1). NO textbooks for students to read (possibly because so many textbooks given to students disappear, and are never returned?).
2). Students unprepared to come to school to learn (no notebooks, pens/pencils).
3). High absenteeism rates - I have heard some of the most incredible stories from parents/guardians explaining why they did not send their children to school.
4). An "anything goes" attitude- yes, we have rules, but students flagrantly break these rules, as a matter of course, with no consequence.
5). Poor work ethics- Why should these students BOTHER to put time into learning, when they KNOW that they'll be passed along, anyway? Yes, I have been TOLD to change failing grades by administrators.
Classroom management? A joke- I cannot undo in the limited time that I have with these students years of being allowed to run rampant without discipline or consequences.
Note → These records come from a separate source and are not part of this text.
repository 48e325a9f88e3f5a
use super::*;
use std::path::PathBuf;

mod config_tests {
    use super::*;

    #[test]
    fn test_sentence_config_default() {
        let config = SentenceConfig::default();
        assert_eq!(config.embedding_dim, SENTENCE_EMBEDDING_DIM);
        assert_eq!(config.max_seq_len, SENTENCE_MAX_SEQ_LEN);
        assert!(!config.testing_stub);
        assert!(config.model_dir.as_os_str().is_empty());
    }

    #[test]
    fn test_sentence_config_new() {
        let config = SentenceConfig::new("/models/all-MiniLM-L6-v2");
        assert_eq!(config.model_dir, PathBuf::from("/models/all-MiniLM-L6-v2"));
        assert!(!config.testing_stub);
    }

    #[test]
    fn test_sentence_config_stub_validates() {
        let config = SentenceConfig::stub();
        assert!(config.testing_stub);
        assert!(config.validate().is_ok());
    }

    #[test]
    fn test_validation_empty_dir_without_stub() {
        let config = SentenceConfig::default();
        let err = config.validate().unwrap_err();
        assert!(matches!(err, EmbeddingError::InvalidConfig { .. }));
    }

    #[test]
    fn test_validation_missing_dir() {
        let config = SentenceConfig::new("/nonexistent/minilm");
        let err = config.validate().unwrap_err();
        assert!(matches!(err, EmbeddingError::ModelNotFound { .. }));
    }

    #[test]
    fn test_validation_reports_missing_model_files() {
        let dir = tempfile::tempdir().expect("tempdir");
        std::fs::write(dir.path().join("config.json"), "{}").expect("write config");

        let config = SentenceConfig::new(dir.path());
        assert_eq!(
            config.missing_files(),
            vec!["model.safetensors", "tokenizer.json"]
        );

        match config.validate() {
            Err(EmbeddingError::ModelNotFound { path }) => {
                assert!(path.ends_with("model.safetensors"));
            }
            other => panic!("expected ModelNotFound, got {:?}", other),
        }
    }

    #[test]
    fn test_validation_zero_dimension() {
        let config = SentenceConfig::stub().with_embedding_dim(0);
        assert!(matches!(
            config.validate(),
            Err(EmbeddingError::InvalidConfig { .. })
        ));
    }
}

mod stub_tests {
    use super::*;

    fn stub() -> SentenceEmbedder {
        SentenceEmbedder::load(SentenceConfig::stub()).expect("stub should load")
    }

    #[test]
    fn test_stub_reports_mode_and_dim() {
        let embedder = stub();
        assert!(embedder.is_stub());
        assert_eq!(embedder.embedding_dim(), SENTENCE_EMBEDDING_DIM);
        assert_eq!(embedder.device_label(), "cpu");
        assert!(format!("{:?}", embedder).contains("Stub"));
    }

    #[test]
    fn test_stub_is_deterministic() {
        let embedder = stub();
        let first = embedder.embed_batch(&["What is 2+2?"]).expect("embed");
        let second = embedder.embed_batch(&["What is 2+2?"]).expect("embed");
        assert_eq!(first, second);
    }

    #[test]
    fn test_stub_distinguishes_texts() {
        let embedder = stub();
        let out = embedder
            .embed_batch(&["What is 2+2?", "Name the capital of France"])
            .expect("embed");
        assert_eq!(out.len(), 2);
        assert_ne!(out[0], out[1]);
    }

    #[test]
    fn test_stub_vectors_are_unit_length() {
        let embedder = stub();
        let out = embedder.embed_batch(&["", "hello"]).expect("embed");
        for v in out {
            let norm: f32 = v.iter().map(|x| x * x).sum::<f32>().sqrt();
            assert!((norm - 1.0).abs() < 1e-4, "norm = {}", norm);
        }
    }

    #[test]
    fn test_stub_custom_dimension() {
        let embedder = SentenceEmbedder::load(SentenceConfig::stub().with_embedding_dim(16))
            .expect("stub should load");
        let out = embedder.embed_batch(&["a", "b", "c"]).expect("embed");
        assert!(out.iter().all(|v| v.len() == 16));
    }

    #[test]
    fn test_empty_batch() {
        let embedder = stub();
        assert!(embedder.embed_batch(&[]).expect("embed").is_empty());
    }

    #[tokio::test]
    async fn test_trait_embed_preserves_order() {
        let embedder = stub();
        let texts = vec!["one".to_string(), "two".to_string(), "three".to_string()];

        let batch = Embedder::embed(&embedder, &texts).await.expect("embed");
        for (text, vector) in texts.iter().zip(&batch) {
            assert_eq!(vector, &stub_vector(text, SENTENCE_EMBEDDING_DIM));
        }
    }

    #[test]
    fn test_l2_normalize_leaves_zero_vector() {
        assert_eq!(l2_normalize(vec![0.0, 0.0]), vec![0.0, 0.0]);
        let v = l2_normalize(vec![3.0, 4.0]);
        assert!((v[0] - 0.6).abs() < 1e-6 && (v[1] - 0.8).abs() < 1e-6);
    }
}

fn model_dir_from_env() -> PathBuf {
    std::env::var("SEMDEDUP_TEST_MODEL_PATH")
        .map(PathBuf::from)
        .unwrap_or_else(|_| PathBuf::from("/models/all-MiniLM-L6-v2"))
}

/// Integration test for full transformer inference.
/// Run with: cargo test --lib sentence -- --ignored
#[test]
#[ignore]
fn test_sentence_transformer_normalized_output() {
    let embedder =
        SentenceEmbedder::load(SentenceConfig::new(model_dir_from_env())).expect("Should load");
    assert!(!embedder.is_stub());

    let out = embedder
        .embed_batch(&["Test sentence", "A much longer test sentence to force padding"])
        .expect("Should embed");

    for v in out {
        assert_eq!(v.len(), embedder.embedding_dim());
        let norm: f32 = v.iter().map(|x| x * x).sum::<f32>().sqrt();
        assert!((norm - 1.0).abs() < 0.01, "norm = {}", norm);
    }
}

#[test]
#[ignore]
fn test_sentence_transformer_padding_does_not_change_embedding() {
    let embedder =
        SentenceEmbedder::load(SentenceConfig::new(model_dir_from_env())).expect("Should load");

    let alone = embedder.embed_batch(&["What is 2+2?"]).expect("embed");
    let padded = embedder
        .embed_batch(&["What is 2+2?", "A considerably longer neighbour in the same batch"])
        .expect("embed");

    let dot: f32 = alone[0].iter().zip(&padded[0]).map(|(a, b)| a * b).sum();
    assert!(dot > 0.999, "padding changed the embedding: cos = {}", dot);
}

#[test]
#[ignore]
fn test_sentence_transformer_semantic_similarity() {
    let embedder =
        SentenceEmbedder::load(SentenceConfig::new(model_dir_from_env())).expect("Should load");

    let out = embedder
        .embed_batch(&[
            "What is 2+2?",
            "What's the sum of 2 and 2?",
            "Name the capital of France",
        ])
        .expect("embed");

    let cos = |a: &[f32], b: &[f32]| -> f32 { a.iter().zip(b).map(|(x, y)| x * y).sum() };

    assert!(
        cos(&out[0], &out[1]) > cos(&out[0], &out[2]),
        "paraphrases should be closer than unrelated questions"
    );
}
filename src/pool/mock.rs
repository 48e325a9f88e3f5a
use std::collections::HashMap;

use crate::pool::{PoolError, PoolSource, Question};

/// Serves fixed pools keyed by locator.
///
/// Unknown locators answer 404, mirroring a missing upstream resource.
#[derive(Debug, Clone, Default)]
pub struct StaticPoolSource {
    pools: HashMap<String, Vec<Question>>,
}

impl StaticPoolSource {
    pub fn new() -> Self {
        Self::default()
    }

    pub fn with_pool(mut self, locator: impl Into<String>, records: Vec<serde_json::Value>) -> Self {
        self.pools
            .insert(locator.into(), records.into_iter().map(Question::new).collect());
        self
    }

    /// Builds a pool of `{"Question": text}` records.
    pub fn with_texts(self, locator: impl Into<String>, texts: &[&str]) -> Self {
        let records = texts
            .iter()
            .map(|t| serde_json::json!({ "Question": t }))
            .collect();
        self.with_pool(locator, records)
    }
}

impl PoolSource for StaticPoolSource {
    async fn fetch(&self, locator: &str) -> Result<Vec<Question>, PoolError> {
        self.pools
            .get(locator)
            .cloned()
            .ok_or(PoolError::Status { status: 404 })
    }
}
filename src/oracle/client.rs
use genai::Client;
use genai::chat::{ChatMessage, ChatRequest};
use tracing::{debug, error};

use crate::oracle::{Oracle, OracleError};

/// [`Oracle`] backed by a genai chat model.
///
/// Provider credentials (for example `GEMINI_API_KEY`) are resolved by genai
/// from the environment.
#[derive(Clone)]
pub struct GenaiOracle {
    client: Client,
    model: String,
}

impl std::fmt::Debug for GenaiOracle {
    fn fmt(&self, f: &mut std::fmt::Formatter<'_>) -> std::fmt::Result {
        f.debug_struct("GenaiOracle")
            .field("model", &self.model)
            .finish()
    }
}

impl GenaiOracle {
    pub fn new(model: impl Into<String>) -> Self {
        Self::with_client(Client::default(), model)
    }

    pub fn with_client(client: Client, model: impl Into<String>) -> Self {
        Self {
            client,
            model: model.into(),
        }
    }
}

impl Oracle for GenaiOracle {
    async fn generate(&self, prompt: &str) -> Result<String, OracleError> {
        let request = ChatRequest::new(vec![ChatMessage::user(prompt)]);

        debug!(model = %self.model, prompt_len = prompt.len(), "Sending oracle request");
        let response = self
            .client
            .exec_chat(&self.model, request, None)
            .await
            .map_err(|e| {
                error!(model = %self.model, "Oracle request failed: {}", e);
                OracleError::RequestFailed {
                    model: self.model.clone(),
                    reason: e.to_string(),
                }
            })?;

        // No text content reads as an empty verdict.
        Ok(response.first_text().unwrap_or_default().to_string())
    }

    fn model(&self) -> &str {
        &self.model
    }
}
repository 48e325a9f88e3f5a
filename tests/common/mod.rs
#![allow(dead_code)]

pub mod harness;
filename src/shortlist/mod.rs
//! Shortlist construction: normalize, embed, index, search.
//!
//! [`Shortlist::resolve`] is the only place a 1-based oracle rank turns into a
//! pool position. Everything downstream works in [`PoolPosition`]s.

use std::fmt;
use std::time::Duration;

use thiserror::Error;
use tracing::debug;

use crate::embedding::{Embedder, EmbeddingError, validate_batch};
use crate::index::{IndexError, VectorIndex};
use crate::text;

#[cfg(test)]
mod tests;

/// Zero-based index into the original pool ordering.
#[derive(Debug, Clone, Copy, PartialEq, Eq, Hash, PartialOrd, Ord)]
pub struct PoolPosition(usize);

impl PoolPosition {
    pub fn new(position: usize) -> Self {
        Self(position)
    }

    pub fn get(self) -> usize {
        self.0
    }
}

impl fmt::Display for PoolPosition {
    fn fmt(&self, f: &mut fmt::Formatter<'_>) -> fmt::Result {
        write!(f, "{}", self.0)
    }
}

#[derive(Debug, Clone, Copy, PartialEq)]
pub struct ShortlistEntry {
    pub position: PoolPosition,
    pub score: f32,
}

/// Top-k pool items for one query, best first.
#[derive(Debug, Clone, Default, PartialEq)]
pub struct Shortlist {
    entries: Vec<ShortlistEntry>,
}

impl Shortlist {
    pub fn new(entries: Vec<ShortlistEntry>) -> Self {
        Self { entries }
    }

    pub fn len(&self) -> usize {
        self.entries.len()
    }

    pub fn is_empty(&self) -> bool {
        self.entries.is_empty()
    }

    pub fn entries(&self) -> &[ShortlistEntry] {
        &self.entries
    }

    pub fn iter(&self) -> impl Iterator<Item = &ShortlistEntry> {
        self.entries.iter()
    }

    /// Maps a 1-based rank, as enumerated in the oracle prompt, to its entry.
    pub fn resolve(&self, rank: usize) -> Option<&ShortlistEntry> {
        rank.checked_sub(1).and_then(|i| self.entries.get(i))
    }
}

/// Which embedding call a shortlist failure came from.
#[derive(Debug, Clone, Copy, PartialEq, Eq)]
pub enum EmbedTarget {
    Pool,
    Query,
}

impl fmt::Display for EmbedTarget {
    fn fmt(&self, f: &mut fmt::Formatter<'_>) -> fmt::Result {
        match self {
            Self::Pool => write!(f, "pool"),
            Self::Query => write!(f, "query"),
        }
    }
}

#[derive(Debug, Error)]
pub enum ShortlistError {
    #[error("embedding {target} failed: {source}")]
    Embedding {
        target: EmbedTarget,
        #[source]
        source: EmbeddingError,
    },

    #[error("embedding {target} timed out after {timeout:?}")]
    Timeout {
        target: EmbedTarget,
        timeout: Duration,
    },

    #[error("building index failed: {0}")]
    Build(#[source] IndexError),

    #[error("searching index failed: {0}")]
    Search(#[source] IndexError),
}

/// Builds a [`Shortlist`] for a query against a pool of raw texts.
#[derive(Debug)]
pub struct ShortlistBuilder<'a, E> {
    embedder: &'a E,
    k: usize,
    embed_timeout: Duration,
}

impl<'a, E: Embedder> ShortlistBuilder<'a, E> {
    pub fn new(embedder: &'a E, k: usize, embed_timeout: Duration) -> Self {
        Self {
            embedder,
            k,
            embed_timeout,
        }
    }

    /// Runs the pipeline. `pool` and `query` are raw (possibly HTML) texts.
    pub async fn build(&self, pool: &[&str], query: &str) -> Result<Shortlist, ShortlistError> {
        if pool.is_empty() {
            return Err(ShortlistError::Build(IndexError::EmptyPool));
        }

        let pool_texts: Vec<String> = pool.iter().map(|t| text::normalize(Some(*t))).collect();
        let query_text = text::normalize(Some(query));

        debug!(pool_size = pool_texts.len(), "Embedding pool");
        let pool_vectors = self.embed(&pool_texts, EmbedTarget::Pool).await?;
        let index = VectorIndex::build(pool_vectors).map_err(ShortlistError::Build)?;

        debug!("Embedding query");
        let mut query_vectors = self.embed(&[query_text], EmbedTarget::Query).await?;
        let query_vector = query_vectors.pop().unwrap_or_default();

        let hits = index
            .search(&query_vector, self.k)
            .map_err(ShortlistError::Search)?;
        debug!(k = self.k, hits = hits.len(), "Searched vector index");

        // Index rows were built in pool order, so row == pool position.
        Ok(Shortlist::new(
            hits.into_iter()
                .map(|hit| ShortlistEntry {
                    position: PoolPosition::new(hit.row),
                    score: hit.score,
                })
                .collect(),
        ))
    }

    async fn embed(
        &self,
        texts: &[String],
        target: EmbedTarget,
    ) -> Result<Vec<Vec<f32>>, ShortlistError> {
        let vectors = tokio::time::timeout(self.embed_timeout, self.embedder.embed(texts))
            .await
            .map_err(|_| ShortlistError::Timeout {
                target,
                timeout: self.embed_timeout,
            })?
            .map_err(|source| ShortlistError::Embedding { target, source })?;

        validate_batch(texts.len(), self.embedder.embedding_dim(), &vectors)
            .map_err(|source| ShortlistError::Embedding { target, source })?;

        Ok(vectors)
    }
}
The vogue in our nation appears to be trending towards blaming TEACHERS for all the ills of society. What has happened to the FABRIC of our society that seeks to single out a group as scapegoats, in order to avoid personal responsibilities for education and learning? Apologies to the many parents/guardians that actually DO assume responsibility for their children's education. In my experience, I have seen too many that do not.
I got laid-off last year from my white collar job and I wanted to do something which will contribute to the "real" economy. I wanted to become a teacher in a public school ,and an urban one in apoor community and try to make a difference in atleast few kids' lives.. But on doing research, I am having second thoughts. Seems schools will become more like phony corporations. Here I am going to work for less pay and will have all kinds of meddling from the people who haven't spend a good deal of time in classrooms lecturing me how to run things.I am thinking maybe it is better to work in a real corporation (the white collar job atleast paid me very well).
These are two good elements of actual school reform that Gates support with greater resources.
He should drop the rest of education agenda.
Duncan, Gates continue on this path. Why doesn't old Bill give every poor kid in American a computer. Right now we have kids we cannot finish their homework because they can't get to a computer. How about sending you fine money to rebuild schools and after school programs?
For shame, business is running the government rather than the other way around. Worked well with Wall Street and BP. Let's give them our kids for experimentation and profit.
If something isn't working the way it ought to be working, it would seem to be common sense to try and fix whatever the problem is. You don't like the way Bill Gates and Co. are proposing that these problems be fixed, and that's fine. Still, if you don't support the changes that Gates is trying to put forward, you've got to at least try to find some changes that you could support. And, simply put, that entails more than saying that a teacher's entry level salary should start at $50,000 per year.
Now, I graduated from a big inner-city high school, Lowell High School in San Francisco, CA, that was home to over 2500 students and currently enrolls near 2,700 students, so I don't believe that the size of a school is inherently the problem, and I don't think the Obama Administration believes size is the problem either. Still, when the Obama Administration is putting forward the actual funding for many of these ideas, is doing so with the neccesary strings attached to these ideas, and "education reform advocates" don't even want to come to the table, I see a serious credibility gap emerging. But that's just me.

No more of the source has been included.